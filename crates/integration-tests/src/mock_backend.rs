//! In-memory mock of the policy backend.
//!
//! Serves the same REST surface the portal's backend client speaks, with
//! plain `Vec`s behind mutexes instead of a document store. The mock trusts
//! every bearer token it sees; authentication behavior under test lives in
//! the portal, not here.
//!
//! Failure injection: [`BackendHandle::fail_next_role_checks`] makes the
//! role endpoint return 500 a set number of times, and
//! [`BackendHandle::fail_payment_records`] wedges the payment ledger so
//! reconciliation paths can be exercised.

use std::collections::{BTreeMap, HashMap};
use std::sync::atomic::{AtomicBool, AtomicUsize, Ordering};
use std::sync::{Arc, Mutex};

use axum::extract::{Path, Query, State};
use axum::http::StatusCode;
use axum::routing::{get, patch, post};
use axum::{Json, Router};
use rust_decimal::Decimal;
use serde::Deserialize;
use serde_json::{Value, json};

use aegis_core::{
    ApplicationId, ApplicationStatus, BlogId, ClaimId, ClaimStatus, PaymentStatus, PolicyId,
    ReviewId, RoleFlags, TransactionId, UserId,
};
use aegis_portal::api::{
    Application, ApplicationInput, AssignAgent, Blog, BlogInput, ChartPoint, ClaimInput,
    ClaimRequest, ClaimStatusUpdate, DashboardStats, NewsletterSignup, PaymentIntentRequest,
    PaymentIntentResponse, Policy, PolicyInput, PolicyPage, RecordPayment, Review, ReviewInput,
    RoleUpdate, StatusUpdate, Transaction, UpsertUser, UserRecord,
};

/// Shared stores behind the mock's routes.
#[derive(Default)]
pub struct BackendState {
    policies: Mutex<Vec<Policy>>,
    users: Mutex<Vec<UserRecord>>,
    applications: Mutex<Vec<Application>>,
    claims: Mutex<Vec<ClaimRequest>>,
    blogs: Mutex<Vec<Blog>>,
    reviews: Mutex<Vec<Review>>,
    transactions: Mutex<Vec<Transaction>>,
    newsletter: Mutex<Vec<NewsletterSignup>>,
    role_flags: Mutex<HashMap<String, RoleFlags>>,
    next_id: AtomicUsize,
    check_role_hits: AtomicUsize,
    check_role_failures: AtomicUsize,
    record_payment_fails: AtomicBool,
    payment_intent_rejects: AtomicBool,
}

impl BackendState {
    fn mint(&self, prefix: &str) -> String {
        format!("{prefix}{}", self.next_id.fetch_add(1, Ordering::Relaxed) + 1)
    }

    fn flags_for(&self, email: &str) -> RoleFlags {
        self.role_flags
            .lock()
            .expect("role flags lock poisoned")
            .get(email)
            .copied()
            .unwrap_or_default()
    }
}

/// Handle for seeding and inspecting the mock from tests.
#[derive(Clone)]
pub struct BackendHandle {
    /// Base URL of the mock, e.g. `http://127.0.0.1:49230`.
    pub base_url: String,
    state: Arc<BackendState>,
}

impl BackendHandle {
    /// Insert a catalog policy with sensible defaults and return it.
    pub fn seed_policy(&self, title: &str, category: &str) -> Policy {
        let policy = Policy {
            id: PolicyId::new(self.state.mint("p")),
            title: title.to_string(),
            category: category.to_string(),
            image_url: None,
            description: format!("{title} cover."),
            min_age: 18,
            max_age: 65,
            coverage_min: Decimal::from(50_000),
            coverage_max: Decimal::from(2_000_000),
            duration_options: vec![10, 15, 20],
            base_premium_rate: Decimal::new(5, 4),
            purchase_count: 0,
        };
        self.state
            .policies
            .lock()
            .expect("policies lock poisoned")
            .push(policy.clone());
        policy
    }

    /// Set role grants for an email, updating any existing user record.
    pub fn grant(&self, email: &str, flags: RoleFlags) {
        self.state
            .role_flags
            .lock()
            .expect("role flags lock poisoned")
            .insert(email.to_string(), flags);
        let mut users = self.state.users.lock().expect("users lock poisoned");
        if let Some(user) = users.iter_mut().find(|u| u.email.as_str() == email) {
            user.flags = flags;
        }
    }

    /// Grant the admin role to an email.
    pub fn grant_admin(&self, email: &str) {
        self.grant(
            email,
            RoleFlags {
                is_admin: true,
                is_agent: false,
            },
        );
    }

    /// Grant the agent role to an email.
    pub fn grant_agent(&self, email: &str) {
        self.grant(
            email,
            RoleFlags {
                is_admin: false,
                is_agent: true,
            },
        );
    }

    /// Fetch a stored policy by ID.
    ///
    /// # Panics
    ///
    /// Panics if the policy does not exist; tests seed what they read.
    #[must_use]
    pub fn policy(&self, id: &str) -> Policy {
        self.state
            .policies
            .lock()
            .expect("policies lock poisoned")
            .iter()
            .find(|p| p.id.as_str() == id)
            .cloned()
            .unwrap_or_else(|| panic!("no policy {id} in mock backend"))
    }

    /// Fetch a stored application by ID.
    ///
    /// # Panics
    ///
    /// Panics if the application does not exist.
    #[must_use]
    pub fn application(&self, id: &str) -> Application {
        self.state
            .applications
            .lock()
            .expect("applications lock poisoned")
            .iter()
            .find(|a| a.id.as_str() == id)
            .cloned()
            .unwrap_or_else(|| panic!("no application {id} in mock backend"))
    }

    /// All recorded transactions.
    #[must_use]
    pub fn transactions(&self) -> Vec<Transaction> {
        self.state
            .transactions
            .lock()
            .expect("transactions lock poisoned")
            .clone()
    }

    /// All stored claims.
    #[must_use]
    pub fn claims(&self) -> Vec<ClaimRequest> {
        self.state
            .claims
            .lock()
            .expect("claims lock poisoned")
            .clone()
    }

    /// Number of newsletter signups recorded.
    #[must_use]
    pub fn newsletter_count(&self) -> usize {
        self.state
            .newsletter
            .lock()
            .expect("newsletter lock poisoned")
            .len()
    }

    /// How many times the role endpoint has been hit.
    #[must_use]
    pub fn check_role_hits(&self) -> usize {
        self.state.check_role_hits.load(Ordering::Relaxed)
    }

    /// Make the next `n` role checks fail with a 500.
    pub fn fail_next_role_checks(&self, n: usize) {
        self.state.check_role_failures.store(n, Ordering::Relaxed);
    }

    /// Toggle payment ledger failures.
    pub fn fail_payment_records(&self, enabled: bool) {
        self.state
            .record_payment_fails
            .store(enabled, Ordering::Relaxed);
    }

    /// Make the processor refuse every payment intent with a 400.
    pub fn reject_payment_intents(&self, enabled: bool) {
        self.state
            .payment_intent_rejects
            .store(enabled, Ordering::Relaxed);
    }
}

Task goal: Copy all of the listing above exactly, please.

Response below:
filename crates/integration-tests/src/mock_backend.rs
//! In-memory mock of the policy backend.
//!
//! Serves the same REST surface the portal's backend client speaks, with
//! plain `Vec`s behind mutexes instead of a document store. The mock trusts
//! every bearer token it sees; authentication behavior under test lives in
//! the portal, not here.
//!
//! Failure injection: [`BackendHandle::fail_next_role_checks`] makes the
//! role endpoint return 500 a set number of times, and
//! [`BackendHandle::fail_payment_records`] wedges the payment ledger so
//! reconciliation paths can be exercised.

use std::collections::{BTreeMap, HashMap};
use std::sync::atomic::{AtomicBool, AtomicUsize, Ordering};
use std::sync::{Arc, Mutex};

use axum::extract::{Path, Query, State};
use axum::http::StatusCode;
use axum::routing::{get, patch, post};
use axum::{Json, Router};
use rust_decimal::Decimal;
use serde::Deserialize;
use serde_json::{Value, json};

use aegis_core::{
    ApplicationId, ApplicationStatus, BlogId, ClaimId, ClaimStatus, PaymentStatus, PolicyId,
    ReviewId, RoleFlags, TransactionId, UserId,
};
use aegis_portal::api::{
    Application, ApplicationInput, AssignAgent, Blog, BlogInput, ChartPoint, ClaimInput,
    ClaimRequest, ClaimStatusUpdate, DashboardStats, NewsletterSignup, PaymentIntentRequest,
    PaymentIntentResponse, Policy, PolicyInput, PolicyPage, RecordPayment, Review, ReviewInput,
    RoleUpdate, StatusUpdate, Transaction, UpsertUser, UserRecord,
};

/// Shared stores behind the mock's routes.
#[derive(Default)]
pub struct BackendState {
    policies: Mutex<Vec<Policy>>,
    users: Mutex<Vec<UserRecord>>,
    applications: Mutex<Vec<Application>>,
    claims: Mutex<Vec<ClaimRequest>>,
    blogs: Mutex<Vec<Blog>>,
    reviews: Mutex<Vec<Review>>,
    transactions: Mutex<Vec<Transaction>>,
    newsletter: Mutex<Vec<NewsletterSignup>>,
    role_flags: Mutex<HashMap<String, RoleFlags>>,
    next_id: AtomicUsize,
    check_role_hits: AtomicUsize,
    check_role_failures: AtomicUsize,
    record_payment_fails: AtomicBool,
    payment_intent_rejects: AtomicBool,
}

impl BackendState {
    fn mint(&self, prefix: &str) -> String {
        format!("{prefix}{}", self.next_id.fetch_add(1, Ordering::Relaxed) + 1)
    }

    fn flags_for(&self, email: &str) -> RoleFlags {
        self.role_flags
            .lock()
            .expect("role flags lock poisoned")
            .get(email)
            .copied()
            .unwrap_or_default()
    }
}

/// Handle for seeding and inspecting the mock from tests.
#[derive(Clone)]
pub struct BackendHandle {
    /// Base URL of the mock, e.g. `http://127.0.0.1:49230`.
    pub base_url: String,
    state: Arc<BackendState>,
}

impl BackendHandle {
    /// Insert a catalog policy with sensible defaults and return it.
    pub fn seed_policy(&self, title: &str, category: &str) -> Policy {
        let policy = Policy {
            id: PolicyId::new(self.state.mint("p")),
            title: title.to_string(),
            category: category.to_string(),
            image_url: None,
            description: format!("{title} cover."),
            min_age: 18,
            max_age: 65,
            coverage_min: Decimal::from(50_000),
            coverage_max: Decimal::from(2_000_000),
            duration_options: vec![10, 15, 20],
            base_premium_rate: Decimal::new(5, 4),
            purchase_count: 0,
        };
        self.state
            .policies
            .lock()
            .expect("policies lock poisoned")
            .push(policy.clone());
        policy
    }

    /// Set role grants for an email, updating any existing user record.
    pub fn grant(&self, email: &str, flags: RoleFlags) {
        self.state
            .role_flags
            .lock()
            .expect("role flags lock poisoned")
            .insert(email.to_string(), flags);
        let mut users = self.state.users.lock().expect("users lock poisoned");
        if let Some(user) = users.iter_mut().find(|u| u.email.as_str() == email) {
            user.flags = flags;
        }
    }

    /// Grant the admin role to an email.
    pub fn grant_admin(&self, email: &str) {
        self.grant(
            email,
            RoleFlags {
                is_admin: true,
                is_agent: false,
            },
        );
    }

    /// Grant the agent role to an email.
    pub fn grant_agent(&self, email: &str) {
        self.grant(
            email,
            RoleFlags {
                is_admin: false,
                is_agent: true,
            },
        );
    }

    /// Fetch a stored policy by ID.
    ///
    /// # Panics
    ///
    /// Panics if the policy does not exist; tests seed what they read.
    #[must_use]
    pub fn policy(&self, id: &str) -> Policy {
        self.state
            .policies
            .lock()
            .expect("policies lock poisoned")
            .iter()
            .find(|p| p.id.as_str() == id)
            .cloned()
            .unwrap_or_else(|| panic!("no policy {id} in mock backend"))
    }

    /// Fetch a stored application by ID.
    ///
    /// # Panics
    ///
    /// Panics if the application does not exist.
    #[must_use]
    pub fn application(&self, id: &str) -> Application {
        self.state
            .applications
            .lock()
            .expect("applications lock poisoned")
            .iter()
            .find(|a| a.id.as_str() == id)
            .cloned()
            .unwrap_or_else(|| panic!("no application {id} in mock backend"))
    }

    /// All recorded transactions.
    #[must_use]
    pub fn transactions(&self) -> Vec<Transaction> {
        self.state
            .transactions
            .lock()
            .expect("transactions lock poisoned")
            .clone()
    }

    /// All stored claims.
    #[must_use]
    pub fn claims(&self) -> Vec<ClaimRequest> {
        self.state
            .claims
            .lock()
            .expect("claims lock poisoned")
            .clone()
    }

    /// Number of newsletter signups recorded.
    #[must_use]
    pub fn newsletter_count(&self) -> usize {
        self.state
            .newsletter
            .lock()
            .expect("newsletter lock poisoned")
            .len()
    }

    /// How many times the role endpoint has been hit.
    #[must_use]
    pub fn check_role_hits(&self) -> usize {
        self.state.check_role_hits.load(Ordering::Relaxed)
    }

    /// Make the next `n` role checks fail with a 500.
    pub fn fail_next_role_checks(&self, n: usize) {
        self.state.check_role_failures.store(n, Ordering::Relaxed);
    }

    /// Toggle payment ledger failures.
    pub fn fail_payment_records(&self, enabled: bool) {
        self.state
            .record_payment_fails
            .store(enabled, Ordering::Relaxed);
    }

    /// Make the processor refuse every payment intent with a 400.
    pub fn reject_payment_intents(&self, enabled: bool) {
        self.state
            .payment_intent_rejects
            .store(enabled, Ordering::Relaxed);
    }
}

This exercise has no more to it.